Ненормальный

Гэвин ждал.

Рычал сквозь зубы, огрызался в ответ на подколки, посылал ко всем чертям, пока его, нет, их обоих не оставили в покое. Всё, что нужно криминалистам, Рид сообщил – пусть занимаются домом подохшего ублюдка. За два десятка лет там накопилось много интересного, Гэвин уверен.

А красный кружок остановился. Заклинил на месте и почти потух.

Не критично. Он говорил – не критично!

Лжец.

— Ну и мразь же ты.

Спасибо.

За раздражительное упрямство, за баранью упёртость полчаса назад, за то, что переворошил весь дом и заставил играть в реконструкцию убийства.

Давай, Гэвин, ты не первый год работаешь. RK900 – андроид, а не человек. Рациональности сейчас не место и не время.

Самое время начать мыслить как Ричард. Как неисправный робот в странной позе, занесённый снегом. То есть сойти нахуй с ума.
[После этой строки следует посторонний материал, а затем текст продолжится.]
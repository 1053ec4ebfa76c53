// This Source Code Form is subject to the terms of the Mozilla Public
// License, v. 2.0. If a copy of the MPL was not distributed with this
// file, You can obtain one at https://mozilla.org/MPL/2.0/.

// Copyright 2026 Oxide Computer Company

//! knock: a single-packet authorization gate.
//!
//! New inbound connections to a protected port are dropped unless
//! their source has recently been authorized by a trigger. The pieces:
//!
//! * [`engine::state_table::StateTable`]: the authorizations.
//! * [`engine::gate::PacketGate`]: the per-packet decision.
//! * [`engine::reaper::Reaper`]: evicts authorizations once they
//!   time out.
//! * [`engine::trigger::TriggerListener`]: turns validated triggers
//!   into authorizations.
//! * [`ctx::KnockCtx`]: owns all of the above and runs the lifecycle.
#![allow(clippy::len_without_is_empty)]
#![allow(clippy::new_without_default)]
#![deny(unreachable_patterns)]
#![deny(unused_must_use)]

pub use knock_api as api;

pub mod ctx;
pub mod ddi;
pub mod engine;
#[cfg(feature = "std")]
pub mod print;
pub mod provider;

pub use ctx::KnockCtx;
pub use ctx::StopReport;
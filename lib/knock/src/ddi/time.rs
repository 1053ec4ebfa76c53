// This Source Code Form is subject to the terms of the Mozilla Public
// License, v. 2.0. If a copy of the MPL was not distributed with this
// file, You can obtain one at https://mozilla.org/MPL/2.0/.

// Copyright 2026 Oxide Computer Company

//! Moments, periodics, etc.

use super::sync::TaskCtl;
use core::ops::Add;
use core::time::Duration;
use knock_api::KnockError;
use std::sync::Arc;
use std::thread;
use std::thread::JoinHandle;
use std::time::Instant;

/// The number of milliseconds in a second.
pub const MILLIS: u64 = 1_000;

/// A moment in time.
///
/// Moments are monotonic; they never go backwards and are unaffected
/// by changes to the wall clock.
#[derive(Clone, Copy, Debug, Eq, Ord, PartialEq, PartialOrd)]
pub struct Moment {
    inner: Instant,
}

impl Add<Duration> for Moment {
    type Output = Self;

    fn add(self, rhs: Duration) -> Self::Output {
        Moment { inner: self.inner + rhs }
    }
}

impl Moment {
    /// Compute the delta between `self - earlier` and return as
    /// milliseconds. A moment earlier than `earlier` yields zero.
    pub fn delta_as_millis(&self, earlier: Moment) -> u64 {
        let delta = self.inner.saturating_duration_since(earlier.inner);
        delta.as_secs() * MILLIS + u64::from(delta.subsec_millis())
    }

    pub fn now() -> Self {
        Self { inner: Instant::now() }
    }
}

impl Default for Moment {
    fn default() -> Self {
        Self::now()
    }
}

/// An interval designed specifically for a [`Periodic`].
///
/// A zero interval would turn the periodic into a busy loop, so it is
/// rejected at construction.
#[derive(Clone, Copy, Debug)]
pub struct Interval(Duration);

impl Interval {
    pub const fn as_duration(&self) -> Duration {
        self.0
    }

    pub fn from_duration(dur: Duration) -> Result<Self, KnockError> {
        if dur.is_zero() {
            return Err(KnockError::BadConfig(
                "periodic interval must be non-zero".to_string(),
            ));
        }

        Ok(Self(dur))
    }

    pub fn from_millis(ms: u64) -> Result<Self, KnockError> {
        Self::from_duration(Duration::from_millis(ms))
    }
}

/// Execute a callback periodically on a dedicated thread.
///
/// The `Box<T>` is owned by the periodic and the callback is passed an
/// `&mut T`. The first call happens one interval after creation, and
/// call `n` is due `n` intervals after creation regardless of how
/// long earlier calls took. The
/// wait between calls is cancellable; a call that is in flight when
/// the periodic is cancelled is allowed to finish.
///
/// NOTE: A periodic **cannot** implement `Clone` as it represents a
/// unique resource on the system.
#[derive(Debug)]
pub struct Periodic {
    name: String,
    interval: Interval,
    ctl: Arc<TaskCtl>,
    hdl: Option<JoinHandle<()>>,
}

impl Periodic {
    /// Create a new periodic.
    ///
    /// # Errors
    ///
    /// If the backing thread cannot be spawned,
    /// [`KnockError::TaskStart`] is returned and the callback is never
    /// run.
    pub fn new<T: Send + 'static>(
        name: &str,
        cb: fn(&mut T),
        arg: Box<T>,
        interval: Interval,
    ) -> Result<Self, KnockError> {
        let ctl = Arc::new(TaskCtl::new());
        let task_ctl = ctl.clone();
        let period = interval.as_duration();
        let mut arg = arg;

        let hdl = thread::Builder::new()
            .name(name.to_string())
            .spawn(move || {
                let _exit = task_ctl.exit_guard();
                let mut next = Instant::now() + period;
                while !task_ctl.sleep_until_unless_cancelled(next) {
                    cb(&mut arg);

                    // Ticks stay on a fixed schedule; ticks missed
                    // while the callback overran are skipped.
                    let now = Instant::now();
                    next += period;
                    while next <= now {
                        next += period;
                    }
                }
            })
            .map_err(|e| KnockError::TaskStart {
                task: name.to_string(),
                msg: e.to_string(),
            })?;

        Ok(Self { name: name.to_string(), interval, ctl, hdl: Some(hdl) })
    }

    pub fn name(&self) -> &str {
        &self.name
    }

    pub fn interval(&self) -> Interval {
        self.interval
    }

    /// Cancel the periodic, waiting up to `grace` for an in-flight
    /// callback to finish.
    ///
    /// # Errors
    ///
    /// If the thread has not exited within `grace` it is detached and
    /// [`KnockError::StopTimeout`] is returned. The callback will not
    /// be invoked again either way.
    pub fn cancel(mut self, grace: Duration) -> Result<(), KnockError> {
        self.stop(grace)
    }

    fn stop(&mut self, grace: Duration) -> Result<(), KnockError> {
        let Some(hdl) = self.hdl.take() else {
            return Ok(());
        };

        self.ctl.cancel();
        if self.ctl.wait_exited(grace) {
            // The thread has released everything it owned; joining
            // only reaps it.
            let _ = hdl.join();
            Ok(())
        } else {
            Err(KnockError::StopTimeout {
                task: self.name.clone(),
                grace_ms: grace.as_millis() as u64,
            })
        }
    }
}

impl Drop for Periodic {
    fn drop(&mut self) {
        let _ = self.stop(Duration::from_secs(1));
    }
}

#[cfg(test)]
mod test {
    use super::*;
    use crate::ddi::sync::KMutex;
    use std::sync::atomic::AtomicU64;
    use std::sync::atomic::Ordering;

    #[test]
    fn moment_delta() {
        let now = Moment::now();
        let later = now + Duration::from_millis(30_050);
        assert_eq!(later.delta_as_millis(now), 30_050);
        // Never negative.
        assert_eq!(now.delta_as_millis(later), 0);
    }

    #[test]
    fn bad_interval() {
        assert!(Interval::from_duration(Duration::ZERO).is_err());
        assert!(Interval::from_millis(0).is_err());
    }

    #[test]
    fn good_interval() {
        let x = Interval::from_millis(1_500).unwrap();
        assert_eq!(x.as_duration(), Duration::new(1, 500_000_000));
    }

    fn bump(count: &mut Arc<AtomicU64>) {
        count.fetch_add(1, Ordering::SeqCst);
    }

    #[test]
    fn periodic_fires_and_cancels() {
        let count = Arc::new(AtomicU64::new(0));
        let p = Periodic::new(
            "periodic-test",
            bump,
            Box::new(count.clone()),
            Interval::from_millis(10).unwrap(),
        )
        .unwrap();

        let deadline = Instant::now() + Duration::from_secs(10);
        while count.load(Ordering::SeqCst) < 3 {
            assert!(Instant::now() < deadline, "periodic never fired");
            thread::sleep(Duration::from_millis(5));
        }

        p.cancel(Duration::from_secs(5)).unwrap();
        let after = count.load(Ordering::SeqCst);
        thread::sleep(Duration::from_millis(50));
        assert_eq!(count.load(Ordering::SeqCst), after);
    }

    #[test]
    fn cancel_is_prompt() {
        let count = Arc::new(AtomicU64::new(0));
        let p = Periodic::new(
            "periodic-long",
            bump,
            Box::new(count.clone()),
            Interval::from_millis(60_000).unwrap(),
        )
        .unwrap();

        let start = Instant::now();
        p.cancel(Duration::from_secs(5)).unwrap();
        assert!(start.elapsed() < Duration::from_secs(5));
        assert_eq!(count.load(Ordering::SeqCst), 0);
    }

    fn record(calls: &mut Arc<KMutex<Vec<Instant>>>) {
        calls.lock().push(Instant::now());
        thread::sleep(Duration::from_millis(80));
    }

    #[test]
    fn periodic_does_not_drift() {
        let calls = Arc::new(KMutex::new(vec![]));
        let start = Instant::now();
        let p = Periodic::new(
            "periodic-slow",
            record,
            Box::new(calls.clone()),
            Interval::from_millis(100).unwrap(),
        )
        .unwrap();

        let deadline = start + Duration::from_secs(10);
        while calls.lock().len() < 4 {
            assert!(Instant::now() < deadline, "periodic never fired");
            thread::sleep(Duration::from_millis(5));
        }
        p.cancel(Duration::from_secs(5)).unwrap();

        // Sleeping a full period after each 80ms callback would put
        // the fourth call at 640ms.
        let fourth = calls.lock()[3].duration_since(start);
        assert!(fourth >= Duration::from_millis(400), "{fourth:?}");
        assert!(fourth < Duration::from_millis(550), "{fourth:?}");
    }

    fn stall(_: &mut ()) {
        thread::sleep(Duration::from_millis(500));
    }

    #[test]
    fn cancel_reports_stuck_callback() {
        let p = Periodic::new(
            "periodic-stall",
            stall,
            Box::new(()),
            Interval::from_millis(10).unwrap(),
        )
        .unwrap();

        // Give the first callback a chance to start.
        thread::sleep(Duration::from_millis(100));
        let res = p.cancel(Duration::from_millis(1));
        assert!(matches!(res, Err(KnockError::StopTimeout { .. })));
    }
}
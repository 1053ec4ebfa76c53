// This Source Code Form is subject to the terms of the Mozilla Public
// License, v. 2.0. If a copy of the MPL was not distributed with this
// file, You can obtain one at https://mozilla.org/MPL/2.0/.

// Copyright 2026 Oxide Computer Company

//! Locks, clocks and background tasks.
pub mod sync;
pub mod time;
Будь он проклят, тот стул на колёсиках. И хрен бы с ним.

Всё будет хорошо.

— Я ж не понимаю тебя, жестянка, — всё ты понимаешь, Гэвин Рид. Совсем не обязательно сдирать с себя кожу, чтобы получить информацию и узнать, что там, в напичканной микросхемами голове. Не обязательно даже быть андроидом. — Стресс снимаешь, да?

— Да, сэр.

Ну же, крути своей лампочкой. Главное, чтоб она вертелась, пусть и красная. И разговаривай, как старый радио-приёмник. Не молчи. И не жмурься.

Машина любит ласку. Гэвин хмыкнул, снова погладил большим пальцем скулу, где отливал голубым дрожащий край скина. Скривился от боли в потрескавшихся на морозе губах, изображая улыбку:

— Отпусти, робокоп. У меня рука затекла.

Гэвин делал вид, что должен просить. Ричард и не держал – так, придерживал. Ещё немного, и его пальцы сжались бы, сминая кости, как бумажный стаканчик.

— Пошли. Я знаю способ получше. Давай, иди за мной.

Парк Кларк. До средней школы – всего ничего, меньше квартала. Никто и не подумал искать пропавшего средь бела дня ребёнка так близко. Если вообще искали, в двадцатые-то годы.

Как обычно. Как всегда.

— Садись. Тебе понравится.

Детская площадка, ещё освещённая в одиннадцатом часу ночи фонарями, лучше, чем полицейский участок. Карусель, большая и яркая, лучше, чем офисный стул.

В детстве Гэвин убил бы за такую.

— Поехали, — давно он так не делал. Не бегал, упираясь ногами в землю и раскручивая карусель, не запрыгивал на ходу, ощущая ту самую центробежную силу. Не висел снаружи на перилах, запрокинув голову назад, ведь просто сидеть – для самых маленьких и вообще скучно.

Давно не катал на карусели робота с лампочкой на макушке, думая, что игрушка, наряженная в чёрно-белую кофту, отнятую у куклы соседки, что-то там себе соображает, пока ездит по кругу. Может быть, радуется, что Гэвин взял с собой погулять. Или не радуется. С чего бы роботу радоваться?

— Сэр. Как дела?

— Нормально.

Иногда Ричард за Гэвином повторял. Гэвин платил ему тем же. Негласная игра продолжалась второй день, и не то, чтобы Рид был против.

Робот с лампочкой, тот, из детства, с Гэвином совсем не разговаривал.

— Сэр.

Твёрже, ниже. Без шума и треска.

Давно Гэвин не вспоминал про коленки в синяках. Про швы, про дробь, которая досталась ему этим утром. Про то, что рука у него одна и не стоит так опасно вертеться, держась только ею.

— Ладно, ладно, — Рид перелез через поручень и уселся напротив. Карусель будет ещё долго крутиться, он постарался. — Жестянка. Ты в норме?

— Я не знаю, — диод – насыщенно-голубой, с проблесками жёлтого. Лучше, чем красный. — Вы категоричны.

— Почему? — Гэвину казалось, что этот вопрос звучал последнее время слишком часто. — Карусель для тебя – чересчур круто?

— Вы сказали: знаете, что думают люди. Угрозы были необходимы? Подобное поведение не отвечает понятиям нормы.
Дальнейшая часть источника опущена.